Trading Unit of 5-Count Felon JPMorgan Chase Gave 550 Customer Passwords and User Names to an “Active Customer” for More than a Decade; SEC Fines It a Paltry $2.75 Million

By Pam Martens and Russ Martens: August 6, 2021 ~

When it comes to the top watchdog of trading on Wall Street, the Securities and Exchange Commission (SEC), that dog can’t hunt. It’s not that the career professionals at the SEC haven’t tried to hunt, it’s that when they get too close to ensnarling some powerful person on Wall Street, they are told to stand down. Having a Wall Street defense lawyer at the helm of the SEC under both Presidents Obama and Trump certainly hasn’t helped the matter. (See here and here.) The jury is still out on President Biden’s SEC Chair, Gary Gensler, who just took office on April 17. (It should be noted, however, that the case described below was settled by the SEC after he took office.)

With that as a backdrop, consider the press release and order that the SEC released on June 29 against Neovest Inc., an electronic trading platform owned by the 5-count felon, JPMorgan Chase.

The press release headlined the matter as if the case was all about JPMorgan Chase failing to register its Neovest trading platform as a registered broker dealer, like it was a paperwork glitch. But that was just the tip of the iceberg of what was going on here.

First of all, it didn’t just slip JPMorgan’s mind to register this trading platform with regulators. According to the SEC order, Neovest had been registered as a broker dealer with the SEC and the Wall Street self-regulator, FINRA, under the name Neovest Trading for more than a decade: from March 1996 through December 2006. JPMorgan bought Neovest in September 2005 and consciously made the decision to deregister Neovest Trading as a broker dealer in December of the following year. That meant that it fell off of the SEC and FINRA radar screens for supervision and monitoring.

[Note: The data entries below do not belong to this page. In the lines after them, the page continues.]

//! `envp run`: runs one command under a profile.

use anyhow::Result;
use clap::Parser;

use crate::{
    cli::handlers::commons::{self, HandlerContext},
    system::shell::{LaunchTarget, SessionLauncher},
};

const EXAMPLE: &str = t!("run.example");

#[derive(Parser, Debug, Default)]
#[command(no_binary_name = true, about = t!("run.about"))]
struct RunArgs {
    /// Profile to run the command with. Defaults to the default profile.
    profile: Option<String>,

    /// Does not run the profile's init-script.
    #[arg(long)]
    skip_init: bool,

    /// The command to run, after `--`.
    #[arg(last = true, required = true, value_name = "COMMAND")]
    command: Vec<String>,
}

/// Handles `envp run [profile] -- cmd [args...]`.
pub fn handle(args: Vec<String>, ctx: &HandlerContext) -> Result<()> {
    let run_args = RunArgs::try_parse_from(&args)?;
    let store = ctx.open_store()?;

    SessionLauncher::from_process()
        .skip_init(run_args.skip_init)
        .launch(
            &store,
            run_args.profile.as_deref(),
            &LaunchTarget::Command(run_args.command),
        )
        .map_err(|e| commons::launch_error(e, EXAMPLE))
}

#[cfg(test)]
mod tests {
    use super::*;

    fn argv(items: &[&str]) -> Vec<String> {
        items.iter().map(|s| s.to_string()).collect()
    }

    #[test]
    fn test_run_args_split_profile_and_command() {
        let parsed = RunArgs::try_parse_from(argv(&["lab.cluster1", "--", "kubectl", "get", "-A"])).unwrap();
        assert_eq!(parsed.profile.as_deref(), Some("lab.cluster1"));
        assert_eq!(parsed.command, argv(&["kubectl", "get", "-A"]));
        assert!(!parsed.skip_init);

        let parsed = RunArgs::try_parse_from(argv(&["--skip-init", "--", "env"])).unwrap();
        assert_eq!(parsed.profile, None);
        assert!(parsed.skip_init);
    }

    #[test]
    fn test_run_args_require_a_command() {
        assert!(RunArgs::try_parse_from(argv(&["lab.cluster1"])).is_err());
    }
}
// src/core/mod.rs

//! Profile tree operations, environment resolution and path handling.

pub mod env_resolver;
pub mod paths;
pub mod profile_tree;
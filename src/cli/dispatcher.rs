//! Command registry and routing of the parsed command line.

use anyhow::{Result, anyhow};
use clap::CommandFactory;

use crate::cli::{
    Cli,
    handlers::{self, commons::{self, HandlerContext}},
};

// --- Command Definition and Registry ---

/// Defines a system command, its aliases, and its handler.
pub struct CommandDefinition {
    /// Primary name, as typed on the command line.
    pub name: &'static str,
    /// Alternative names.
    pub aliases: &'static [&'static str],
    /// One-line description shown in the help.
    pub about: &'static str,
    handler: fn(Vec<String>, &HandlerContext) -> Result<()>,
}

impl std::fmt::Debug for CommandDefinition {
    fn fmt(&self, f: &mut std::fmt::Formatter<'_>) -> std::fmt::Result {
        f.debug_struct("CommandDefinition")
            .field("name", &self.name)
            .field("aliases", &self.aliases)
            .finish()
    }
}

/// The single source of truth for all system commands.
static COMMAND_REGISTRY: &[CommandDefinition] = &[
    CommandDefinition {
        name: "add",
        aliases: &[],
        about: t!("add.about"),
        handler: handlers::add::handle,
    },
    CommandDefinition {
        name: "completion",
        aliases: &[],
        about: t!("completion.about"),
        handler: handlers::completion::handle,
    },
    CommandDefinition {
        name: "delete",
        aliases: &["del"],
        about: t!("delete.about"),
        handler: handlers::delete::handle,
    },
    CommandDefinition {
        name: "edit",
        aliases: &[],
        about: t!("edit.about"),
        handler: handlers::edit::handle,
    },
    CommandDefinition {
        name: "list",
        aliases: &["ls"],
        about: t!("list.about"),
        handler: handlers::list::handle,
    },
    CommandDefinition {
        name: "run",
        aliases: &[],
        about: t!("run.about"),
        handler: handlers::run::handle,
    },
    CommandDefinition {
        name: "show",
        aliases: &[],
        about: t!("show.about"),
        handler: handlers::show::handle,
    },
    CommandDefinition {
        name: "start",
        aliases: &[],
        about: t!("start.about"),
        handler: handlers::start::handle,
    },
    CommandDefinition {
        name: "use",
        aliases: &[],
        about: t!("use.about"),
        handler: handlers::use_profile::handle,
    },
    CommandDefinition {
        name: "version",
        aliases: &[],
        about: t!("version.about"),
        handler: handlers::version::handle,
    },
];

/// Finds a command definition in the registry by its name or alias.
pub fn find_command(name: &str) -> Option<&'static CommandDefinition> {
    COMMAND_REGISTRY
        .iter()
        .find(|cmd| cmd.name == name || cmd.aliases.contains(&name))
}

/// All registered commands, in registry order.
pub fn commands() -> &'static [CommandDefinition] {
    COMMAND_REGISTRY
}

/// Routes a parsed command line to its handler.
///
/// `args` is everything clap collected before the first `--`, `command`
/// everything after it:
/// 1. `envp <command> [args...] [-- cmd...]` runs a registered command.
/// 2. `envp [profile] -- cmd...` runs `cmd` under the profile (or the default).
/// 3. `envp` alone prints the help.
/// 4. Anything else is an error: a command to run must follow `--`.
pub fn dispatch(args: Vec<String>, command: Option<Vec<String>>, ctx: &HandlerContext) -> Result<()> {
    log::debug!("Dispatching args: {:?}, command: {:?}", args, command);

    let registered = args.first().and_then(|first| find_command(first));
    let (command_def, mut handler_args) = match registered {
        // Rule 1: a registered command.
        Some(def) => (Some(def), args.into_iter().skip(1).collect::<Vec<_>>()),
        // Rule 2: `[profile] -- cmd...` is a shortcut for `run`.
        None if command.is_some() => (find_command("run"), args),
        // Rule 3: nothing at all.
        None if args.is_empty() => {
            Cli::command().print_help()?;
            println!();
            return Ok(());
        }
        // Rule 4: a profile name without a command.
        None => {
            commons::print_example(t!("run.example"));
            return Err(anyhow!(t!("cli.error.command_after_dash")));
        }
    };

    if let Some(command) = command {
        handler_args.push("--".to_string());
        handler_args.extend(command);
    }

    let command_def = command_def.ok_or_else(|| anyhow!(t!("cli.error.unknown_command")))?;
    log::debug!("Running '{}' with {:?}", command_def.name, handler_args);
    (command_def.handler)(handler_args, ctx)
}
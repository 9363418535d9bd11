//! `envp use`: sets the default profile.

use anyhow::Result;
use clap::Parser;
use colored::*;

use crate::cli::handlers::commons::{self, HandlerContext};

const EXAMPLE: &str = t!("use.example");

#[derive(Parser, Debug, Default)]
#[command(no_binary_name = true, about = t!("use.about"))]
struct UseArgs {
    /// Profile to make the default.
    name: String,
}

/// Handles `envp use <name>`.
pub fn handle(args: Vec<String>, ctx: &HandlerContext) -> Result<()> {
    let use_args = UseArgs::try_parse_from(&args)?;
    let name = use_args.name.trim().to_string();

    let store = ctx.open_store()?;
    let mut config = store.read()?;

    config
        .profiles
        .find(&name)
        .map_err(|e| commons::with_example(e, EXAMPLE))?;

    if config.default == name {
        println!("{}", format!(t!("use.info.already_default"), name = name));
        return Ok(());
    }

    config
        .set_default(&name)
        .map_err(|e| commons::with_example(e, EXAMPLE))?;

    let expected = format!(t!("use.verify"), name = name);
    config.commit_verified(&expected, |saved| saved.default == name)?;

    println!("{} {}", t!("use.success"), name.green());
    Ok(())
}

#[cfg(test)]
mod tests {
    use super::*;
    use crate::core::profile_tree::ProfileError;

    fn context_in(temp_dir: &tempfile::TempDir) -> HandlerContext {
        let path = temp_dir.path().join("config.yaml");
        HandlerContext::new(Some(path.to_string_lossy().into_owned()))
    }

    #[test]
    fn test_empty_name_is_rejected_even_without_default() {
        let temp_dir = tempfile::tempdir().unwrap();
        let ctx = context_in(&temp_dir);

        let err = handle(vec![String::new()], &ctx).unwrap_err();

        assert_eq!(err.downcast_ref::<ProfileError>(), Some(&ProfileError::ProfileNameEmpty));
    }

    #[test]
    fn test_use_sets_existing_profile_as_default() {
        let temp_dir = tempfile::tempdir().unwrap();
        let ctx = context_in(&temp_dir);
        {
            let store = ctx.open_store().unwrap();
            let mut config = store.read().unwrap();
            config
                .set_profile("docker", crate::models::Profile::new("", vec![crate::models::Env::new("A", "b")]))
                .unwrap();
            config.save().unwrap();
        }

        handle(vec!["docker".to_string()], &ctx).unwrap();
        handle(vec!["docker".to_string()], &ctx).unwrap();

        let store = ctx.open_store().unwrap();
        assert_eq!(store.read().unwrap().default, "docker");
    }
}
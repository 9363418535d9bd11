// src/constants.rs

//! Names and defaults shared across the crate.

/// The name of the directory holding the profile store (inside `~/.config`).
pub const CONFIG_DIR_NAME: &str = "envp";

/// The name of the default profile store file.
pub const CONFIG_FILENAME: &str = "config.yaml";

/// Environment variable that overrides the profile store location.
pub const CONFIG_ENV_VAR: &str = "ENVP_CONFIG";

/// Environment variable carrying the chain of profiles of nested sessions.
pub const PROFILE_ENV_VAR: &str = "ENVP_PROFILE";

/// Separator between profile names in the session chain.
pub const PROFILE_CHAIN_SEPARATOR: &str = " > ";

/// Delimiter of nested profile paths (`group.subgroup.profile`).
pub const PROFILE_PATH_DELIMITER: char = '.';

/// Keys of a profile node that cannot be used as child profile names.
pub const RESERVED_PROFILE_KEYS: &[&str] = &["desc", "env", "init-script"];

/// Shell used for command substitution and init-scripts.
pub const SYSTEM_SHELL: &str = "sh";

/// Interactive shell used when `$SHELL` is not set.
pub const FALLBACK_SHELL: &str = "/bin/sh";
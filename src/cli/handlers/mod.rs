// src/cli/handlers/mod.rs

//! One module per CLI command; see the registry in `cli::dispatcher`.

pub mod add;
pub mod commons;
pub mod completion;
pub mod delete;
pub mod edit;
pub mod list;
pub mod run;
pub mod show;
pub mod start;
pub mod use_profile;
pub mod version;
use chrono::NaiveDate;
use schemars::JsonSchema;
use serde::{Deserialize, Serialize};

use super::entity::{Entity, EntityId};

/// The demo record edited by the person view.
#[derive(Debug, Clone, Default, PartialEq, Eq, Serialize, Deserialize, JsonSchema)]
#[serde(rename_all = "camelCase")]
#[schemars(title = "Person")]
pub struct SamplePerson {
    #[schemars(skip)]
    #[serde(default)]
    pub id: Option<EntityId>,
    #[schemars(skip)]
    #[serde(default)]
    pub version: i32,
    #[schemars(title = "First Name", length(min = 1))]
    pub first_name: String,
    #[schemars(title = "Last Name", length(min = 1))]
    pub last_name: String,
    #[schemars(title = "Email", email, length(min = 1))]
    pub email: String,
    #[schemars(title = "Phone")]
    #[serde(default)]
    pub phone: Option<String>,
    #[schemars(title = "Date Of Birth")]
    #[serde(default)]
    pub date_of_birth: Option<NaiveDate>,
    #[schemars(title = "Occupation")]
    #[serde(default)]
    pub occupation: Option<String>,
    #[schemars(title = "Role")]
    #[serde(default)]
    pub role: Option<String>,
    #[schemars(title = "Important")]
    #[serde(default)]
    pub important: bool,
}

impl Entity for SamplePerson {
    const LABEL: &'static str = "person";

    fn id(&self) -> Option<EntityId> {
        self.id
    }

    fn version(&self) -> i32 {
        self.version
    }

    fn stamp(&mut self, id: EntityId, version: i32) {
        self.id = Some(id);
        self.version = version;
    }
}

const FIRST_NAMES: &[&str] = &[
    "Ada", "Grace", "Alan", "Edsger", "Barbara", "Donald", "Frances", "Ken", "Margaret", "Dennis",
    "Radia", "John", "Hedy", "Niklaus", "Katherine", "Tony",
];

const LAST_NAMES: &[&str] = &[
    "Lovelace", "Hopper", "Turing", "Dijkstra", "Liskov", "Knuth", "Allen", "Thompson",
    "Hamilton", "Ritchie", "Perlman", "McCarthy", "Lamarr", "Wirth", "Johnson", "Hoare",
];

const OCCUPATIONS: &[&str] = &[
    "Engineer", "Mathematician", "Researcher", "Teacher", "Analyst", "Designer", "Architect",
];

const ROLES: &[&str] = &["Worker", "Supervisor", "Manager", "External"];

/// Deterministic demo rows, unsaved (no id), for seeding an empty store.
pub fn sample_people(count: usize) -> Vec<SamplePerson> {
    (0..count)
        .map(|index| {
            let first = FIRST_NAMES[index % FIRST_NAMES.len()];
            let last = LAST_NAMES[(index / FIRST_NAMES.len() + index) % LAST_NAMES.len()];
            let year = 1950 + (index * 7 % 50) as i32;
            let month = 1 + (index % 12) as u32;
            let day = 1 + (index * 3 % 28) as u32;
            SamplePerson {
                id: None,
                version: 0,
                first_name: first.to_string(),
                last_name: last.to_string(),
                email: format!(
                    "{}.{}{}@example.com",
                    first.to_ascii_lowercase(),
                    last.to_ascii_lowercase(),
                    index
                ),
                phone: Some(format!("+1-555-{:03}-{:04}", index % 1000, (index * 37) % 10_000)),
                date_of_birth: NaiveDate::from_ymd_opt(year, month, day),
                occupation: Some(OCCUPATIONS[index % OCCUPATIONS.len()].to_string()),
                role: Some(ROLES[index % ROLES.len()].to_string()),
                important: index % 3 == 0,
            }
        })
        .collect()
}

#[cfg(test)]
mod tests {
    use super::*;

    #[test]
    fn sample_people_are_unsaved_and_deterministic() {
        let first = sample_people(20);
        let second = sample_people(20);
        assert_eq!(first, second);
        assert!(first.iter().all(|person| person.id.is_none()));
        assert!(first.iter().all(|person| person.date_of_birth.is_some()));
        assert_eq!(first[0].first_name, "Ada");
        assert!(first[0].important);
        assert!(!first[1].important);
    }

    #[test]
    fn serializes_with_camel_case_names() {
        let person = SamplePerson {
            first_name: "Ada".into(),
            date_of_birth: NaiveDate::from_ymd_opt(1815, 12, 10),
            ..SamplePerson::default()
        };
        let value = serde_json::to_value(&person).unwrap();
        assert_eq!(value["firstName"], "Ada");
        assert_eq!(value["dateOfBirth"], "1815-12-10");
        assert_eq!(value["id"], serde_json::Value::Null);
    }
}
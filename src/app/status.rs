pub(crate) const READY_STATUS: &str = "Ready. Enter opens a row, Ctrl+N starts a new record.";

#[derive(Debug, Clone)]
pub(crate) struct StatusLine {
    message: String,
}

impl Default for StatusLine {
    fn default() -> Self {
        Self {
            message: READY_STATUS.to_string(),
        }
    }
}

impl StatusLine {
    pub(crate) fn set(&mut self, message: impl Into<String>) {
        self.message = message.into();
    }

    pub(crate) fn ready(&mut self) {
        self.message = READY_STATUS.to_string();
    }

    pub(crate) fn editing(&mut self, label: &str) {
        self.message = format!("Editing {label}");
    }

    pub(crate) fn pending_exit(&mut self) {
        self.message = "Unsaved changes. Press Ctrl+Q again to quit without saving.".to_string();
    }

    pub(crate) fn message(&self) -> &str {
        &self.message
    }
}
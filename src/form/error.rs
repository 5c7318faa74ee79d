use thiserror::Error;

/// A field's text could not be turned into the value its schema expects.
#[derive(Debug, Clone, PartialEq, Eq)]
pub struct FieldCoercionError {
    pub pointer: String,
    pub message: String,
}

impl std::fmt::Display for FieldCoercionError {
    fn fmt(&self, f: &mut std::fmt::Formatter<'_>) -> std::fmt::Result {
        write!(f, "{}: {}", self.pointer, self.message)
    }
}

impl std::error::Error for FieldCoercionError {}

#[derive(Debug, Clone, PartialEq, Eq, Error)]
pub enum BindError {
    #[error("no record is bound to the form")]
    Inactive,

    #[error("unknown field '{0}'")]
    UnknownField(String),

    #[error("field '{field}' does not accept {given} input")]
    KindMismatch { field: String, given: &'static str },
}
//! Transient messages raised by the controller for the presentation layer.

use std::{collections::VecDeque, time::Duration};

use crate::domain::EntityId;

pub const SAVED: &str = "Data updated";
pub const CONFLICT: &str =
    "Error updating the data. Somebody else has updated the record while you were making changes.";
pub const INVALID: &str = "Failed to update the data. Check again that all values are valid";

const DEFAULT_DURATION: Duration = Duration::from_secs(5);
const NOT_FOUND_DURATION: Duration = Duration::from_secs(3);

#[derive(Debug, Clone, Copy, PartialEq, Eq, Default)]
pub enum Severity {
    #[default]
    Info,
    Error,
}

#[derive(Debug, Clone, Copy, PartialEq, Eq, Default)]
pub enum Placement {
    #[default]
    BottomStart,
    Middle,
}

#[derive(Debug, Clone, PartialEq, Eq)]
pub struct Notification {
    pub message: String,
    pub severity: Severity,
    pub placement: Placement,
    pub duration: Duration,
}

impl Notification {
    pub fn info(message: impl Into<String>) -> Self {
        Self {
            message: message.into(),
            severity: Severity::Info,
            placement: Placement::BottomStart,
            duration: DEFAULT_DURATION,
        }
    }

    pub fn error(message: impl Into<String>) -> Self {
        Self {
            severity: Severity::Error,
            ..Self::info(message)
        }
    }

    pub fn placed(mut self, placement: Placement) -> Self {
        self.placement = placement;
        self
    }

    pub fn lasting(mut self, duration: Duration) -> Self {
        self.duration = duration;
        self
    }

    pub fn saved() -> Self {
        Self::info(SAVED)
    }

    /// Shown mid-screen so the user cannot miss that their save was rejected.
    pub fn conflict() -> Self {
        Self::error(CONFLICT).placed(Placement::Middle)
    }

    pub fn invalid() -> Self {
        Self::info(INVALID)
    }

    pub fn not_found(label: &str, id: impl std::fmt::Display) -> Self {
        Self::info(format!("The requested {label} was not found, ID = {id}"))
            .lasting(NOT_FOUND_DURATION)
    }

    pub fn deleted(label: &str, id: EntityId) -> Self {
        Self::info(format!("Deleted {label} {id}"))
    }

    pub fn failure(message: impl Into<String>) -> Self {
        Self::error(message)
    }
}

/// FIFO of notifications not yet shown.
#[derive(Debug, Clone, Default)]
pub struct Notifications {
    queue: VecDeque<Notification>,
}

impl Notifications {
    pub fn push(&mut self, notification: Notification) {
        self.queue.push_back(notification);
    }

    pub fn drain(&mut self) -> Vec<Notification> {
        self.queue.drain(..).collect()
    }

    pub fn is_empty(&self) -> bool {
        self.queue.is_empty()
    }

    pub fn len(&self) -> usize {
        self.queue.len()
    }
}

JPMorgan has been trading on Wall Street for more than a century. It has hundreds of compliance personnel that fully understand that broker dealers engaging in trades with customers have to be registered with the SEC and FINRA. So if it consciously made the decision to deregister Neovest, while allowing it to continue conducting the same trading activity with customers – which the SEC order says it did – then it would appear that JPMorgan might have had an agenda.

According to the SEC order, Neovest had 550 customers, which were “mostly institutional investors and asset managers.” Buried in the SEC order is a startling and almost inconceivable breach of protecting the security of the accounts of those 550 customers. The SEC reveals this:

“From 2004 to April 2018, Neovest replicated an internal database containing customer authentication information from a server used to log customers onto the Market Data Platform to a server set up locally at one of Neovest’s most active and longstanding customers, which allowed that customer to log on to the OEMS Platform without having to connect through Neovest’s server. The replicated authentication database contained customer user names, passwords, email addresses, answers to security questions, and dashboard layout preferences.”

Let that sink in for a moment: one active customer – out of a total of 550 customers – was singled out to have access to the user names and passwords of 550 trading accounts, for 14 years.

A person with even a modest amount of curiosity would immediately want to know the name of that “active customer.” Was it a hedge fund that was allowed for 14 years to access 549 other institutional trading accounts and see what and when they were trading, thus gaining a huge market advantage?

The SEC does not provide the name of this “active customer.” It does not provide the names of the people at Neovest that gave this access to this “active customer,” nor does it charge these individuals or fine them.

We also do not learn from the SEC order whether the SEC examined the access logs on the “active customer’s” server to find out if it was, indeed, snooping into the trading of other customers’ accounts.

JPMorgan Chase reported an historic record $36.4 billion in profits for 2019 and $29.1 billion for the pandemic-impacted year of 2020. The SEC’s fine in this matter of a meaningless $2.75 million doesn’t even qualify as the cost of doing business; it’s not even the cost of doing lunch at JPMorgan Chase.

The SEC remains a dog that cannot or will not hunt. It has left Wall Street a dangerous and unrepentant band of thieves as a result.